Monk Fruit Versus Sugar Alcohols
This is the comparison that matters for gut comfort. Sugar alcohols cause digestive distress because the body cannot fully break them down before they reach the colon. Monk fruit does not carry that fermentation burden, which is the primary reason it is used in The Volk Bar in place of sugar alcohols.
How Much Monk Fruit Is Actually Needed
Because mogrosides are so intensely sweet relative to sugar, only a small amount of monk fruit extract is needed to achieve the same sweetness as a much larger quantity of sugar. This is part of why monk fruit works well in a formulation context. A small inclusion rate delivers full sweetness without displacing room in the recipe that would otherwise go to protein, fibre or other functional ingredients.
Common Questions About Monk Fruit
People sometimes ask whether monk fruit has any aftertaste of its own. In most comparative taste testing, monk fruit performs better than stevia on this point, though formulation quality still matters. A poorly balanced monk fruit blend can still taste slightly different from sugar. The goal in a well-made product is to balance monk fruit with complementary flavours so the sweetness reads as clean rather than synthetic.
Another common question is whether monk fruit affects insulin levels. Because the mogrosides in monk fruit are not metabolised as a carbohydrate, they do not trigger the same insulin response associated with sugar. This is one of the reasons monk fruit is frequently recommended as a sugar alternative for people monitoring blood glucose.

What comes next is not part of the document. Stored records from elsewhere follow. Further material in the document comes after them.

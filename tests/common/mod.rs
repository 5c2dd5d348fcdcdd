//! Shared fixtures for integration tests.

use std::io::{Cursor, Write};

use zip::write::SimpleFileOptions;
use zip::CompressionMethod;

/// Minimal in-memory EPUB archive for end-to-end tests.
pub struct FixtureBook {
    chapters: Vec<(String, String, String)>,
    extras: Vec<(String, String, String, Vec<u8>)>,
    ncx: Option<String>,
}

impl FixtureBook {
    pub fn new() -> Self {
        Self {
            chapters: Vec::new(),
            extras: Vec::new(),
            ncx: None,
        }
    }

    pub fn chapter(mut self, id: &str, href: &str, body: &str) -> Self {
        self.chapters
            .push((id.to_string(), href.to_string(), body.to_string()));
        self
    }

    pub fn image(mut self, id: &str, href: &str, media_type: &str, data: &[u8]) -> Self {
        self.extras.push((
            id.to_string(),
            href.to_string(),
            media_type.to_string(),
            data.to_vec(),
        ));
        self
    }

    pub fn ncx(mut self, content: &str) -> Self {
        self.ncx = Some(content.to_string());
        self
    }

    pub fn build(self) -> Vec<u8> {
        let mut zip = zip::ZipWriter::new(Cursor::new(Vec::new()));
        let options = SimpleFileOptions::default().compression_method(CompressionMethod::Stored);

        zip.start_file("mimetype", options).unwrap();
        zip.write_all(b"application/epub+zip").unwrap();

        zip.start_file("META-INF/container.xml", options).unwrap();
        zip.write_all(
            b"<?xml version=\"1.0\"?>\
              <container version=\"1.0\" \
              xmlns=\"urn:oasis:names:tc:opendocument:xmlns:container\">\
              <rootfiles>\
              <rootfile full-path=\"OEBPS/content.opf\" \
              media-type=\"application/oebps-package+xml\"/>\
              </rootfiles></container>",
        )
        .unwrap();

        let mut opf = String::from(
            "<?xml version=\"1.0\" encoding=\"UTF-8\"?>\
             <package xmlns=\"http://www.idpf.org/2007/opf\" version=\"3.0\">\
             <metadata><dc:title xmlns:dc=\"http://purl.org/dc/elements/1.1/\">\
             Fixture</dc:title></metadata><manifest>",
        );
        for (id, href, _) in &self.chapters {
            opf.push_str(&format!(
                "<item id=\"{}\" href=\"{}\" media-type=\"application/xhtml+xml\"/>",
                id, href
            ));
        }
        for (id, href, media_type, _) in &self.extras {
            opf.push_str(&format!(
                "<item id=\"{}\" href=\"{}\" media-type=\"{}\"/>",
                id, href, media_type
            ));
        }
        if self.ncx.is_some() {
            opf.push_str(
                "<item id=\"ncx\" href=\"toc.ncx\" \
                 media-type=\"application/x-dtbncx+xml\"/>",
            );
            opf.push_str("</manifest><spine toc=\"ncx\">");
        } else {
            opf.push_str("</manifest><spine>");
        }
        for (id, _, _) in &self.chapters {
            opf.push_str(&format!("<itemref idref=\"{}\"/>", id));
        }
        opf.push_str("</spine></package>");

        zip.start_file("OEBPS/content.opf", options).unwrap();
        zip.write_all(opf.as_bytes()).unwrap();

        for (_, href, body) in &self.chapters {
            zip.start_file(format!("OEBPS/{}", href), options).unwrap();
            zip.write_all(body.as_bytes()).unwrap();
        }
        for (_, href, _, data) in &self.extras {
            zip.start_file(format!("OEBPS/{}", href), options).unwrap();
            zip.write_all(data).unwrap();
        }
        if let Some(ncx) = &self.ncx {
            zip.start_file("OEBPS/toc.ncx", options).unwrap();
            zip.write_all(ncx.as_bytes()).unwrap();
        }

        zip.finish().unwrap().into_inner()
    }
}
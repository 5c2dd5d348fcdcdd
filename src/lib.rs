//! Folio Server Library
//!
//! This crate exposes the book processing pipeline for integration tests.
//! The server binary is in main.rs.
//!
//! # Modules
//!
//! - `epub`: Archive parsing (container, manifest, spine, navigation)
//! - `html`: Chapter markup rewriting (image inlining)
//! - `reader`: Assembly, pagination, and session state

pub mod config;
pub mod epub;
pub mod error;
pub mod html;
pub mod reader;
pub mod routes;
pub mod state;
//! Navigation document parsing.
//!
//! Supports both NCX (`navMap`/`navPoint`) and EPUB 3 XHTML nav documents.
//! The result is a flat list in document order; nesting is intentionally
//! flattened. A navigation point missing its label or target is skipped
//! rather than aborting extraction.

use quick_xml::events::Event;
use quick_xml::Reader;

use super::{EpubBook, TocEntry};

/// Extract the table of contents. Empty when the book has no navigation
/// document or the document cannot be read.
pub fn extract_toc(book: &EpubBook) -> Vec<TocEntry> {
    let Some(bytes) = book.navigation_document() else {
        return Vec::new();
    };
    let Ok(xml) = std::str::from_utf8(bytes) else {
        tracing::warn!("navigation document is not valid UTF-8, skipping TOC");
        return Vec::new();
    };
    parse_navigation(xml)
}

/// Parse a navigation document of either flavor.
pub fn parse_navigation(xml: &str) -> Vec<TocEntry> {
    match root_element_name(xml).as_deref() {
        Some("ncx") => parse_ncx(xml),
        _ => parse_nav_html(xml),
    }
}

fn root_element_name(xml: &str) -> Option<String> {
    let mut reader = Reader::from_str(xml);
    loop {
        match reader.read_event() {
            Ok(Event::Start(e)) | Ok(Event::Empty(e)) => {
                return Some(String::from_utf8_lossy(e.local_name().as_ref()).into_owned());
            }
            Ok(Event::Eof) | Err(_) => return None,
            Ok(_) => {}
        }
    }
}

/// Pending navPoint frame: completed entries are emitted as soon as both
/// parts are known, which yields document (pre)order even for nested points.
#[derive(Default)]
struct PendingPoint {
    label: String,
    href: Option<String>,
    emitted: bool,
}

fn parse_ncx(xml: &str) -> Vec<TocEntry> {
    let mut reader = Reader::from_str(xml);
    let mut entries = Vec::new();
    let mut stack: Vec<PendingPoint> = Vec::new();
    let mut in_label = false;
    let mut in_text = false;

    loop {
        match reader.read_event() {
            Ok(Event::Start(e)) => match e.local_name().as_ref() {
                b"navPoint" => stack.push(PendingPoint::default()),
                b"navLabel" => in_label = true,
                b"text" if in_label => in_text = true,
                b"content" => set_point_href(&mut stack, &mut entries, &e),
                _ => {}
            },
            Ok(Event::Empty(e)) => {
                if e.local_name().as_ref() == b"content" {
                    set_point_href(&mut stack, &mut entries, &e);
                }
            }
            Ok(Event::Text(t)) if in_text => {
                if let (Some(point), Ok(text)) = (stack.last_mut(), t.unescape()) {
                    point.label.push_str(&text);
                }
            }
            Ok(Event::End(e)) => match e.local_name().as_ref() {
                b"navPoint" => {
                    if let Some(point) = stack.pop() {
                        emit_if_complete(point, &mut entries);
                    }
                }
                b"navLabel" => {
                    in_label = false;
                    in_text = false;
                    try_emit_top(&mut stack, &mut entries);
                }
                b"text" => in_text = false,
                _ => {}
            },
            Ok(Event::Eof) => break,
            Err(e) => {
                tracing::warn!(error = %e, "malformed NCX document, stopping TOC parse");
                break;
            }
            Ok(_) => {}
        }
    }

    entries
}

fn set_point_href(
    stack: &mut Vec<PendingPoint>,
    entries: &mut Vec<TocEntry>,
    element: &quick_xml::events::BytesStart<'_>,
) {
    let src = element
        .try_get_attribute("src")
        .ok()
        .flatten()
        .and_then(|a| a.unescape_value().ok().map(|v| v.into_owned()));
    if let (Some(point), Some(src)) = (stack.last_mut(), src) {
        point.href = Some(src);
    }
    try_emit_top(stack, entries);
}

fn try_emit_top(stack: &mut [PendingPoint], entries: &mut Vec<TocEntry>) {
    if let Some(point) = stack.last_mut() {
        if !point.emitted && !point.label.trim().is_empty() {
            if let Some(href) = point.href.as_ref().filter(|h| !h.is_empty()) {
                entries.push(TocEntry {
                    label: point.label.trim().to_string(),
                    href: href.clone(),
                });
                point.emitted = true;
            }
        }
    }
}

fn emit_if_complete(mut point: PendingPoint, entries: &mut Vec<TocEntry>) {
    if point.emitted {
        return;
    }
    point.emitted = true;
    if let Some(href) = point.href.filter(|h| !h.is_empty()) {
        let label = point.label.trim().to_string();
        if !label.is_empty() {
            entries.push(TocEntry { label, href });
        }
    }
}

/// EPUB 3 nav document: anchors inside the `toc`-typed `<nav>` element, or
/// inside the first `<nav>` when none is typed.
fn parse_nav_html(xml: &str) -> Vec<TocEntry> {
    let mut reader = Reader::from_str(xml);
    let mut toc_entries: Vec<TocEntry> = Vec::new();
    let mut fallback_entries: Vec<TocEntry> = Vec::new();
    let mut nav_depth = 0usize;
    let mut in_toc_nav = false;
    let mut seen_fallback_nav = false;
    let mut collect_fallback = false;
    let mut anchor: Option<(String, String)> = None;

    loop {
        match reader.read_event() {
            Ok(Event::Start(e)) => match e.local_name().as_ref() {
                b"nav" => {
                    nav_depth += 1;
                    if nav_depth == 1 {
                        let nav_type = e
                            .try_get_attribute("epub:type")
                            .ok()
                            .flatten()
                            .and_then(|a| a.unescape_value().ok().map(|v| v.into_owned()))
                            .unwrap_or_default();
                        in_toc_nav = nav_type.split_whitespace().any(|t| t == "toc");
                        collect_fallback = !in_toc_nav && !seen_fallback_nav;
                    }
                }
                b"a" if nav_depth > 0 && anchor.is_none() => {
                    let href = e
                        .try_get_attribute("href")
                        .ok()
                        .flatten()
                        .and_then(|a| a.unescape_value().ok().map(|v| v.into_owned()))
                        .unwrap_or_default();
                    anchor = Some((String::new(), href));
                }
                _ => {}
            },
            Ok(Event::Text(t)) => {
                if let (Some((label, _)), Ok(text)) = (anchor.as_mut(), t.unescape()) {
                    label.push_str(&text);
                }
            }
            Ok(Event::End(e)) => match e.local_name().as_ref() {
                b"nav" => {
                    if nav_depth == 1 {
                        if in_toc_nav && !toc_entries.is_empty() {
                            return toc_entries;
                        }
                        if collect_fallback && !fallback_entries.is_empty() {
                            seen_fallback_nav = true;
                        }
                        in_toc_nav = false;
                        collect_fallback = false;
                    }
                    nav_depth = nav_depth.saturating_sub(1);
                }
                b"a" => {
                    if let Some((label, href)) = anchor.take() {
                        let label = label.trim().to_string();
                        if !label.is_empty() && !href.is_empty() {
                            let entry = TocEntry { label, href };
                            if in_toc_nav {
                                toc_entries.push(entry);
                            } else if collect_fallback {
                                fallback_entries.push(entry);
                            }
                        }
                    }
                }
                _ => {}
            },
            Ok(Event::Eof) => break,
            Err(e) => {
                tracing::warn!(error = %e, "malformed nav document, stopping TOC parse");
                break;
            }
            Ok(_) => {}
        }
    }

    if !toc_entries.is_empty() {
        toc_entries
    } else {
        fallback_entries
    }
}
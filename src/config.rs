//! Configuration management for the Folio server

use std::env;

use anyhow::Context;

use crate::reader::DEFAULT_MAX_PAGE_CHARS;

/// Default cap on uploaded archive size (100 MiB).
pub const DEFAULT_MAX_UPLOAD_BYTES: usize = 100 * 1024 * 1024;

#[derive(Debug, Clone)]
pub struct Config {
    pub server: ServerConfig,
    pub reader: ReaderConfig,
}

#[derive(Debug, Clone)]
pub struct ServerConfig {
    pub host: String,
    pub port: u16,
}

#[derive(Debug, Clone)]
pub struct ReaderConfig {
    pub max_page_chars: usize,
    pub max_upload_bytes: usize,
}

impl Default for Config {
    fn default() -> Self {
        Config {
            server: ServerConfig {
                host: "0.0.0.0".to_string(),
                port: 3000,
            },
            reader: ReaderConfig {
                max_page_chars: DEFAULT_MAX_PAGE_CHARS,
                max_upload_bytes: DEFAULT_MAX_UPLOAD_BYTES,
            },
        }
    }
}

impl Config {
    pub fn from_env() -> anyhow::Result<Self> {
        let defaults = Config::default();

        Ok(Config {
            server: ServerConfig {
                host: env::var("FOLIO_HOST").unwrap_or(defaults.server.host),
                port: match env::var("FOLIO_PORT") {
                    Ok(raw) => raw.parse().context("FOLIO_PORT is not a valid port")?,
                    Err(_) => defaults.server.port,
                },
            },
            reader: ReaderConfig {
                max_page_chars: match env::var("FOLIO_MAX_PAGE_CHARS") {
                    Ok(raw) => raw
                        .parse()
                        .context("FOLIO_MAX_PAGE_CHARS is not a valid size")?,
                    Err(_) => defaults.reader.max_page_chars,
                },
                max_upload_bytes: match env::var("FOLIO_MAX_UPLOAD_BYTES") {
                    Ok(raw) => raw
                        .parse()
                        .context("FOLIO_MAX_UPLOAD_BYTES is not a valid size")?,
                    Err(_) => defaults.reader.max_upload_bytes,
                },
            },
        })
    }
}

Where This Leaves the Modern Protein Bar
A bar built around monk fruit instead of sugar alcohols is solving for two things at once: sweetness without a blood sugar spike, and sweetness without the digestive cost of fermentable sugar alcohols. That combination is becoming more common as more brands respond to the consistent consumer complaints about bloating, though it remains far from universal across the category.